Ford Focuses on the ST-R
By Bill Wood
Nearly a year ago a driver friend was in Europe and he gave me call to praise the Ford Focus ST. He used words like BMW and Audi to talk about how good the car felt and how it would impact the American marketplace when it got here. When his praise turned to bragging I changed the subject. I don't wear envy well.
Then about a month ago Ford gave all of us some indication of its intentions for the Focus here in North America. It introduced a full dress ST-R at the Frankfurt Auto Show. The car was designed for the Grand-Am Continental Tire Sports Car Challenge Street Tuner category. With a little massaging it will fit in the World Challenge Touring Car and Canadian Touring Car Championships. It's actually more than designed for the Continental series. The plan is to run two cars in the series built and supported by Multimatic, a long-time Ford racing presence based in Toronto. A spokesman at Multimatic told me there are no present plans to run a World Challenge program but there may be one or two Canadian Touring Car events. "We'll see," he said.

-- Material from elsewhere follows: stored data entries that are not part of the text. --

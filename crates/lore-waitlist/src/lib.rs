//! Waitlist signup for The Meme Lore landing page.
//!
//! Wraps the hosted waitlist provider behind a typed client and holds the
//! form's submission state machine. The same call sites compile for native
//! targets (where the tests run against a mock server) and for wasm32
//! (where reqwest rides on the browser's fetch API).
//!
//! # Example
//!
//! ```rust,ignore
//! use lore_waitlist::{Submission, WaitlistClient};
//!
//! let mut submission = Submission::new();
//! submission.set_email("a@b.com");
//!
//! if submission.begin() {
//!     let outcome = WaitlistClient::new().submit("a@b.com").await;
//!     submission.finish(outcome);
//! }
//! ```

mod client;
mod outcome;
mod submission;

pub use client::{
    SignupMeta, SignupRequest, SignupResponse, WaitlistClient, WaitlistConfig, WaitlistError,
};
pub use outcome::{
    SubmitOutcome, CONFIRMATION_MESSAGE, CONNECTIVITY_FAILURE_MESSAGE, GENERIC_FAILURE_MESSAGE,
};
pub use submission::{SubmitStatus, Submission};
//! lore-gen - writes the static SEO artifacts for the landing site.
//!
//! Commands:
//! - `lore-gen manifest` - write `manifest.webmanifest`
//! - `lore-gen robots` - write `robots.txt`
//! - `lore-gen structured-data` - write `structured-data.json`
//! - `lore-gen all` - write everything

use std::fs;
use std::path::{Path, PathBuf};

use anyhow::{Context, Result};
use clap::{Parser, Subcommand};
use console::style;

use lore_seo::{RobotsDirectives, StructuredData, WebManifest};

/// Generate the static SEO artifacts served next to the page bundle.
#[derive(Parser)]
#[command(name = "lore-gen")]
#[command(author, version, about, long_about = None)]
struct Cli {
    /// Output directory for the generated files
    #[arg(short, long, global = true, default_value = "site/public")]
    out: PathBuf,

    /// Enable verbose output
    #[arg(short, long, global = true)]
    verbose: bool,

    #[command(subcommand)]
    command: Commands,
}

#[derive(Subcommand)]
enum Commands {
    /// Write the web-app manifest
    Manifest,
    /// Write robots.txt
    Robots,
    /// Write the JSON-LD structured-data block
    StructuredData,
    /// Write all artifacts
    All,
}

fn main() -> Result<()> {
    let cli = Cli::parse();

    fs::create_dir_all(&cli.out)
        .with_context(|| format!("failed to create {}", cli.out.display()))?;

    match cli.command {
        Commands::Manifest => {
            report(write_manifest(&cli.out)?, cli.verbose);
        }
        Commands::Robots => {
            report(write_robots(&cli.out)?, cli.verbose);
        }
        Commands::StructuredData => {
            report(write_structured_data(&cli.out)?, cli.verbose);
        }
        Commands::All => {
            debug(cli.verbose, "writing all artifacts");
            report(write_manifest(&cli.out)?, cli.verbose);
            report(write_robots(&cli.out)?, cli.verbose);
            report(write_structured_data(&cli.out)?, cli.verbose);
        }
    }

    Ok(())
}

fn report(path: PathBuf, verbose: bool) {
    println!("{} wrote {}", style("✓").green(), path.display());
    if verbose {
        if let Ok(meta) = fs::metadata(&path) {
            debug(verbose, &format!("{} bytes", meta.len()));
        }
    }
}

fn debug(verbose: bool, msg: &str) {
    if verbose {
        eprintln!("{} {}", style("→").dim(), style(msg).dim());
    }
}

fn write_manifest(out: &Path) -> Result<PathBuf> {
    let path = out.join("manifest.webmanifest");
    let body = WebManifest::default()
        .to_json()
        .context("failed to serialize manifest")?;
    fs::write(&path, body + "\n").with_context(|| format!("failed to write {}", path.display()))?;
    Ok(path)
}

fn write_robots(out: &Path) -> Result<PathBuf> {
    let path = out.join("robots.txt");
    fs::write(&path, RobotsDirectives::default().robots_txt())
        .with_context(|| format!("failed to write {}", path.display()))?;
    Ok(path)
}

fn write_structured_data(out: &Path) -> Result<PathBuf> {
    let path = out.join("structured-data.json");
    let body = StructuredData::web_site().to_script_json();
    fs::write(&path, body + "\n").with_context(|| format!("failed to write {}", path.display()))?;
    Ok(path)
}
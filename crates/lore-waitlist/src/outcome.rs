//! User-facing outcome of a signup attempt.

use crate::client::{SignupResponse, WaitlistError};

/// Confirmation shown when the provider accepts the signup.
pub const CONFIRMATION_MESSAGE: &str = "You've been added to the waitlist!";

/// Fallback shown when the provider rejects without an explanation.
pub const GENERIC_FAILURE_MESSAGE: &str = "Something went wrong. Please try again.";

/// Shown when no response could be obtained at all.
pub const CONNECTIVITY_FAILURE_MESSAGE: &str = "Failed to connect. Please try again later.";

/// What the widget tells the user after one submission attempt.
#[derive(Debug, Clone, PartialEq, Eq)]
pub enum SubmitOutcome {
    /// The provider accepted the email.
    Accepted { message: String },
    /// The provider rejected the signup, or it never reached the provider.
    Rejected { message: String },
}

impl SubmitOutcome {
    /// Map a raw signup result to its user-facing outcome.
    ///
    /// Acceptance always carries the fixed confirmation string; the 4xx/5xx
    /// distinction is deliberately flattened away.
    pub fn from_result(result: Result<SignupResponse, WaitlistError>) -> Self {
        match result {
            Ok(_) => Self::Accepted {
                message: CONFIRMATION_MESSAGE.to_string(),
            },
            Err(WaitlistError::Rejected { message, .. }) => Self::Rejected {
                message: message.unwrap_or_else(|| GENERIC_FAILURE_MESSAGE.to_string()),
            },
            Err(WaitlistError::Transport(_)) => Self::Rejected {
                message: CONNECTIVITY_FAILURE_MESSAGE.to_string(),
            },
        }
    }

    /// Whether the signup was accepted.
    pub fn is_accepted(&self) -> bool {
        matches!(self, Self::Accepted { .. })
    }

    /// The status line to show the user.
    pub fn message(&self) -> &str {
        match self {
            Self::Accepted { message } | Self::Rejected { message } => message,
        }
    }
}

The rest will be left up to customers like you and me. Ford will thump the Blue Oval on the race track to do some praising and bragging of its own about the Focus ST-R. But it wants customers to turn that back beat into some driving rhythms like everyone did with the Mustang FR500C and Boss programs. By the way, those successful Mustang programs were driven initially by Multimatic so that shop knows how to launch a Pitbull racing beat. The people at Ford tell me the Mustang racing program is over at the factory level. I’m told there are enough customer Mustangs in place and Ford’s very interested in supporting them to any Victory Circle they can reach.
The show car at the Frankfurt Motor Show will be a test mule. The cars being used by Multimatic are derivatives of this car. Ford says the Frankfurt car will become a test car for other projects. The first of the “Electric Gold” and black ST-Rs showed up at a recent Grand-Am test at Birmingham's Barber Motorsports Park. Both drivers, James Gue and Gunner Jeannette, tested the car looking for kinks and finding problems that can be transferred to the second race car still being built.
Sean Mason at Multimatic oversees the program there. He told me Gue and Jeannette will be in one car. "They can win races that way." He expects to have customers in the second car when the team starts the Continental Tire season at Daytona in January. Both drivers carefully praised this first Focus ST-R. They have enough experience to know a winner. Gunnar Jeannette won the ALMS LMPC category championship last year and was second in 2010. Gue finished second in 2008 and 2009 Continental Tire Sports Car Challenge Grand Sport points standings with co-driver Bret Seafuse. He owns three Continental Tire Sports Car Challenge GS victories, including two in 2009. Gue drove with Patrick Dempsey's Mazda program in Rolex GT last year and was on the podium three times. These guys know how to drive. The issue is how they drive slower cars like the Focus ST-R in the Street Tuner category, a class for lightly modified production sedans.